Introduction: For rare diseases such as the lysosomal storage disorders (LSDs), full appreciation of the disease spectrum is possible only through international disease registries. However, these unique patient populations and the need for long-term follow-up can create scientific and technological challenges in the collection of longitudinal, voluntary, retrospective data. The LSD Registries program, supported by Genzyme Corporation, includes international registries for Gaucher, Fabry, MPS I, and Pompe diseases (initiated in 1991, 2002, 2003, and 2004, respectively). The Pompe Registry has more than 850 patients enrolled, with more than 150 physicians from 29 countries participating. Patients may enroll without regard to age or treatment status, and patients represent the clinical sign and symptom profile of the entire disease spectrum. Thus, the data collection and reporting systems are critical to the Registry’s success. Within the last decade, the LSD registries have transitioned from paper case report forms to electronic data collection. Now, a multi-year, multi-registry technology and design initiative, known as RegistryNXT!, is underway. Description: RegistryNXT! has completed a multi-registry planning phase, as well as the reporting requirements and system design for the Gaucher Registry.
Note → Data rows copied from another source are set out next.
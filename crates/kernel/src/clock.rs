use std::time::Instant;

/// Upper bound on a single frame delta, so a stalled window does not fling
/// the simulation forward.
pub const MAX_FRAME_DELTA: f32 = 0.1;

/// Wall-clock frame timer, reset on every tick.
#[derive(Debug, Clone, Copy)]
pub struct FrameClock {
    last: Instant,
}

impl FrameClock {
    pub fn new() -> Self {
        Self {
            last: Instant::now(),
        }
    }

    /// Seconds since the previous tick, clamped to `MAX_FRAME_DELTA`.
    pub fn tick(&mut self) -> f32 {
        let now = Instant::now();
        let dt = (now - self.last).as_secs_f32().min(MAX_FRAME_DELTA);
        self.last = now;
        dt
    }
}

impl Default for FrameClock {
    fn default() -> Self {
        Self::new()
    }
}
A build phase is underway; launch of the Gaucher Registry’s RegistryNXT! system is planned for late 2010. The Pompe Registry’s system is scheduled to follow the Gaucher launch, with a targeted release in late 2011. Results: Registry participants require more immediate access to patient data and more flexible, easy-to-use reporting tools. These needs will be met by RegistryNXT!. New features, such as interactive patient case reports, will enable near real-time disease management support or the option to share reports with other members of the healthcare team or patients. RegistryNXT! will also support more rapid analyses of aggregate registry data for research. Conclusion: With the roll-out of RegistryNXT!, clinicians and other healthcare professionals who care for patients with Pompe disease and other LSDs will have the ability to improve their data collection capabilities, and may more easily identify trends in patient outcomes, improve scientific knowledge of these rare diseases, and build awareness of lysosomal storage disorders in the global community.